Give the baby a chance!!! :)
If it was co joined twins would you be having these same thoughts. They have similar risks and around the same amount of surgeries needed to correct. It may not be as bad as it looks on the ultrasound. Be patient and give the baby a chance. I hope things work out for you and your baby... our thoughts are with you...
Thank you everyone... Im feeling better after putting it in God's hands what ever the out come I can only trust in God that he will see me and my family through it all
God makes no mistakes, your precious baby will be just fine.
Make sure to get another U/S they can show some crazy things that aren't actually there at times. Praying for you!!
Getting more than one or two doctor's opinions might be a good idea too. Don't give up hope yet. And my personal view, if the child would have a life of suffering, then is it srkfisg or selfless to continue the pregnancy?
My mom was told I would have severe facial deformities that would affect my ability to communicate and eat. I turned out perfectly healthy and with a very normal face :) . Granted this was 30 years ago, but you never know. Is it worth it to terminate and always wonder what if, or carry him to term and get to spend what time he has with him? I know this must be heartbreaking for you.

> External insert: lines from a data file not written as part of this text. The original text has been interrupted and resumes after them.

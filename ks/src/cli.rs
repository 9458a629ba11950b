//! CLI argument parsing for the keystore inspection tool

use clap::{Parser, Subcommand};
use std::path::PathBuf;

#[derive(Parser, Debug)]
#[command(name = "ks")]
#[command(author, version, about = "Inspect keypace coordination state", long_about = None)]
pub struct Cli {
    /// Path to the coordination store database
    #[arg(short, long, default_value_os_t = default_store_path())]
    pub store: PathBuf,

    /// Path to the work queue database
    #[arg(short, long, default_value_os_t = default_queue_path())]
    pub queue: PathBuf,

    #[command(subcommand)]
    pub command: Command,
}

#[derive(Subcommand, Debug)]
pub enum Command {
    /// Read a key
    Get {
        #[arg(required = true)]
        key: String,
    },

    /// Write a key
    Set {
        #[arg(required = true)]
        key: String,

        #[arg(required = true)]
        value: String,

        /// Expiry in milliseconds (default: never)
        #[arg(short, long)]
        ttl_ms: Option<u64>,
    },

    /// Atomically increment a counter
    Incr {
        #[arg(required = true)]
        key: String,

        /// Expiry applied when the counter is created
        #[arg(short, long, default_value = "60000")]
        ttl_ms: u64,
    },

    /// Delete a key
    Del {
        #[arg(required = true)]
        key: String,
    },

    /// Remove expired keys
    Purge,

    /// Show work queue counts
    QueueStats {
        /// Print as JSON
        #[arg(long)]
        json: bool,
    },

    /// List dead-lettered queue items
    Dead {
        /// Maximum items to list
        #[arg(short, long, default_value = "20")]
        limit: usize,
    },
}

fn data_dir() -> PathBuf {
    dirs::data_local_dir()
        .unwrap_or_else(|| PathBuf::from("."))
        .join("keypace")
}

pub fn default_store_path() -> PathBuf {
    data_dir().join("store.db")
}

pub fn default_queue_path() -> PathBuf {
    data_dir().join("queue.db")
}

#[cfg(test)]
mod tests {
    use super::*;

    #[test]
    fn test_parse_incr_default_ttl() {
        let cli = Cli::parse_from(["ks", "incr", "keypace:123:count:1"]);
        assert!(matches!(cli.command, Command::Incr { ttl_ms: 60000, .. }));
    }

    #[test]
    fn test_parse_store_override() {
        let cli = Cli::parse_from(["ks", "--store", "/tmp/s.db", "purge"]);
        assert_eq!(cli.store, PathBuf::from("/tmp/s.db"));
        assert!(matches!(cli.command, Command::Purge));
    }
}
//! StoreClient - handle to the actor that owns the KvStore backend

use std::time::Duration;

use keystore::KvStore;
use tokio::sync::{mpsc, oneshot};
use tracing::{debug, info};

use super::messages::{StoreCommand, StoreError, StoreResult};

const CHANNEL_CAPACITY: usize = 256;

/// Handle to send commands to the store actor
///
/// The backend does blocking I/O, so the actor runs on its own OS thread
/// rather than on the async runtime. Losing the actor (the thread panicked or
/// was shut down) is reported as [`StoreError::Unavailable`], like any other
/// backend outage.
#[derive(Clone)]
pub struct StoreClient {
    tx: mpsc::Sender<StoreCommand>,
}

impl std::fmt::Debug for StoreClient {
    fn fmt(&self, f: &mut std::fmt::Formatter<'_>) -> std::fmt::Result {
        f.debug_struct("StoreClient").field("closed", &self.tx.is_closed()).finish()
    }
}

impl StoreClient {
    /// Spawn a store actor owning `store`
    pub fn spawn<S: KvStore + 'static>(store: S) -> StoreResult<Self> {
        debug!("StoreClient::spawn: called");
        let (tx, rx) = mpsc::channel(CHANNEL_CAPACITY);
        std::thread::Builder::new()
            .name("keypace-store".to_string())
            .spawn(move || actor_loop(Box::new(store), rx))
            .map_err(|e| StoreError::Unavailable(format!("failed to spawn store actor: {}", e)))?;
        info!("StoreClient spawned");
        Ok(Self { tx })
    }

    async fn request<T>(&self, build: impl FnOnce(oneshot::Sender<StoreResult<T>>) -> StoreCommand) -> StoreResult<T> {
        let (reply_tx, reply_rx) = oneshot::channel();
        self.tx
            .send(build(reply_tx))
            .await
            .map_err(|_| StoreError::Unavailable("store actor stopped".to_string()))?;
        reply_rx
            .await
            .map_err(|_| StoreError::Unavailable("store actor dropped the request".to_string()))?
    }

    /// Atomic increment; TTL applied only when the key is created
    pub async fn incr_with_ttl(&self, key: &str, ttl: Duration) -> StoreResult<i64> {
        debug!(%key, ?ttl, "incr_with_ttl: called");
        self.request(|reply| StoreCommand::IncrWithTtl {
            key: key.to_string(),
            ttl,
            reply,
        })
        .await
    }

    /// Create the key only if absent
    pub async fn set_nx(&self, key: &str, value: &str, ttl: Duration) -> StoreResult<bool> {
        debug!(%key, ?ttl, "set_nx: called");
        self.request(|reply| StoreCommand::SetNx {
            key: key.to_string(),
            value: value.to_string(),
            ttl,
            reply,
        })
        .await
    }

    pub async fn get(&self, key: &str) -> StoreResult<Option<String>> {
        debug!(%key, "get: called");
        self.request(|reply| StoreCommand::Get {
            key: key.to_string(),
            reply,
        })
        .await
    }

    pub async fn set(&self, key: &str, value: &str, ttl: Option<Duration>) -> StoreResult<()> {
        debug!(%key, ?ttl, "set: called");
        self.request(|reply| StoreCommand::Set {
            key: key.to_string(),
            value: value.to_string(),
            ttl,
            reply,
        })
        .await
    }

    pub async fn delete(&self, key: &str) -> StoreResult<bool> {
        debug!(%key, "delete: called");
        self.request(|reply| StoreCommand::Delete {
            key: key.to_string(),
            reply,
        })
        .await
    }

    /// Compare-and-delete
    pub async fn delete_if_equals(&self, key: &str, expected: &str) -> StoreResult<bool> {
        debug!(%key, "delete_if_equals: called");
        self.request(|reply| StoreCommand::DeleteIfEquals {
            key: key.to_string(),
            expected: expected.to_string(),
            reply,
        })
        .await
    }

    pub async fn ttl(&self, key: &str) -> StoreResult<Option<Duration>> {
        debug!(%key, "ttl: called");
        self.request(|reply| StoreCommand::Ttl {
            key: key.to_string(),
            reply,
        })
        .await
    }

    pub async fn purge_expired(&self) -> StoreResult<usize> {
        debug!("purge_expired: called");
        self.request(|reply| StoreCommand::PurgeExpired { reply }).await
    }

    /// Stop the actor; later requests fail with `Unavailable`
    pub async fn shutdown(&self) {
        debug!("shutdown: called");
        let _ = self.tx.send(StoreCommand::Shutdown).await;
    }
}

fn actor_loop(mut store: Box<dyn KvStore>, mut rx: mpsc::Receiver<StoreCommand>) {
    debug!("Store actor started");

    while let Some(cmd) = rx.blocking_recv() {
        match cmd {
            StoreCommand::IncrWithTtl { key, ttl, reply } => {
                let _ = reply.send(store.incr_with_ttl(&key, ttl).map_err(StoreError::from));
            }
            StoreCommand::SetNx { key, value, ttl, reply } => {
                let _ = reply.send(store.set_nx(&key, &value, ttl).map_err(StoreError::from));
            }
            StoreCommand::Get { key, reply } => {
                let _ = reply.send(store.get(&key).map_err(StoreError::from));
            }
            StoreCommand::Set { key, value, ttl, reply } => {
                let _ = reply.send(store.set(&key, &value, ttl).map_err(StoreError::from));
            }
            StoreCommand::Delete { key, reply } => {
                let _ = reply.send(store.delete(&key).map_err(StoreError::from));
            }
            StoreCommand::DeleteIfEquals { key, expected, reply } => {
                let _ = reply.send(store.delete_if_equals(&key, &expected).map_err(StoreError::from));
            }
            StoreCommand::Ttl { key, reply } => {
                let _ = reply.send(store.ttl(&key).map_err(StoreError::from));
            }
            StoreCommand::PurgeExpired { reply } => {
                let _ = reply.send(store.purge_expired().map_err(StoreError::from));
            }
            StoreCommand::Shutdown => {
                debug!("actor_loop: Shutdown command");
                break;
            }
        }
    }

    debug!("Store actor stopped");
}

#[cfg(test)]
mod tests {
    use super::*;
    use keystore::MemoryStore;

    #[tokio::test]
    async fn test_round_trip_through_actor() {
        let client = StoreClient::spawn(MemoryStore::new()).unwrap();

        assert_eq!(client.incr_with_ttl("c", Duration::from_secs(60)).await.unwrap(), 1);
        assert_eq!(client.incr_with_ttl("c", Duration::from_secs(60)).await.unwrap(), 2);
        assert!(client.set_nx("lock", "t", Duration::from_secs(1)).await.unwrap());
        assert!(!client.set_nx("lock", "u", Duration::from_secs(1)).await.unwrap());
        assert_eq!(client.get("lock").await.unwrap().as_deref(), Some("t"));
        assert!(client.delete_if_equals("lock", "t").await.unwrap());
        assert_eq!(client.get("lock").await.unwrap(), None);
    }

    #[tokio::test]
    async fn test_outage_maps_to_unavailable() {
        let backend = MemoryStore::new();
        let client = StoreClient::spawn(backend.clone()).unwrap();

        backend.set_available(false);
        let err = client.get("k").await.unwrap_err();
        assert!(matches!(err, StoreError::Unavailable(_)));
        assert!(err.is_transient());
    }

    #[tokio::test]
    async fn test_shutdown_makes_client_unavailable() {
        let client = StoreClient::spawn(MemoryStore::new()).unwrap();
        client.shutdown().await;

        // The actor drains the channel and exits; give it a moment
        tokio::time::sleep(Duration::from_millis(20)).await;
        assert!(matches!(client.get("k").await, Err(StoreError::Unavailable(_))));
    }

    #[tokio::test]
    async fn test_corrupt_counter() {
        let client = StoreClient::spawn(MemoryStore::new()).unwrap();
        client.set("c", "not-a-number", None).await.unwrap();
        let err = client.incr_with_ttl("c", Duration::from_secs(1)).await.unwrap_err();
        assert!(matches!(err, StoreError::Corrupt(_)));
    }
}
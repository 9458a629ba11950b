//! Scheduler configuration

use std::time::Duration;

use crate::lock::LockRetryPolicy;

/// Runtime knobs for [`super::Worker`] and [`super::Pipeline`]
#[derive(Debug, Clone, PartialEq, Eq)]
pub struct SchedulerConfig {
    /// Pipelines running at once in this replica
    pub max_concurrent: usize,

    /// Queue poll period when idle
    pub poll_interval: Duration,

    /// How long in-flight pipelines get to finish on shutdown
    pub shutdown_timeout: Duration,

    /// How long a dequeued item stays hidden before redelivery
    pub visibility_timeout: Duration,

    /// Execution Lock TTL
    pub lease_ttl: Duration,

    /// Minimum gap between completions of one key
    pub min_interval: Duration,

    pub lock_retry: LockRetryPolicy,
}

impl Default for SchedulerConfig {
    fn default() -> Self {
        Self {
            max_concurrent: 1,
            poll_interval: Duration::from_millis(250),
            shutdown_timeout: Duration::from_secs(30),
            visibility_timeout: Duration::from_secs(30),
            lease_ttl: Duration::from_secs(10),
            min_interval: Duration::from_secs(1),
            lock_retry: LockRetryPolicy::default(),
        }
    }
}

My deepest sympathies. Only you know what you're able to handle. Know you are in my thoughts.
Thank you for your prayers and I have Googled it (which I know i shouldn't have) and found that most babies like this are either still born or dont live but for a few days after birth . So I ask myself what do I do 5 months (because of other reasons I will be delivered at 38 weeks) from now when I give birth to a still born or to my baby for him to only live for a few days? But then again who I'm i to not give him a chance ? And yes I have 3 other children this baby would be a "Irish twin" to my 4 month old. I just know that this will be the longest week of my life...
I am so sorry to hear what you are going through. You must feel devastated. I think getting a little more information and testing to confirm is a good idea. But I would like to add there is a lot to consider here. Multiple surgeries are dangerous, expensive, and time consuming. Then there is the possibility of a life long necessity for additional care. You may need to make your home handicapped accessible. This is a lot of financial and emotional stress to put on a family. I would ask the doctor to be very specific about what the child's life will look like. Then I would take a long look at finances and support systems. Do you have other children to care for? Can you take time off of work to be there for these surgeries? Do you have family that can help? This doesn't sound like a small 'imperfection' this sounds like a very serious thing that will greatly impact your life. So please don't be hard on yourself for considering not continuing the pregnancy. I really hope the doctor made a mistake and all is well. Lots of support to you no matter what you decide.
It's a tough situation and I'll be praying for you and family. Give your baby a chance..nothing in life is guaranteed, even a perfectly healthy baby might develop health issues later in life. Good luck!
I was sent off for more blood work and go back in a week for the results me and my husband do believe in miracles and I can't even wrap my head around me having an abortion because my baby won't be "perfect"...
It was through a sono that we saw that My baby legs did not separate. If he (or she) does make it through delivery he would need countless operations
What kind of deformity does the baby have? There are many times they see something in uterine and women end up having perfectly healthy babies.So many deformities are manageable too.
I'm so sorry! Did they specify the demormity or the life long issues that would go along with it? What does your gut say?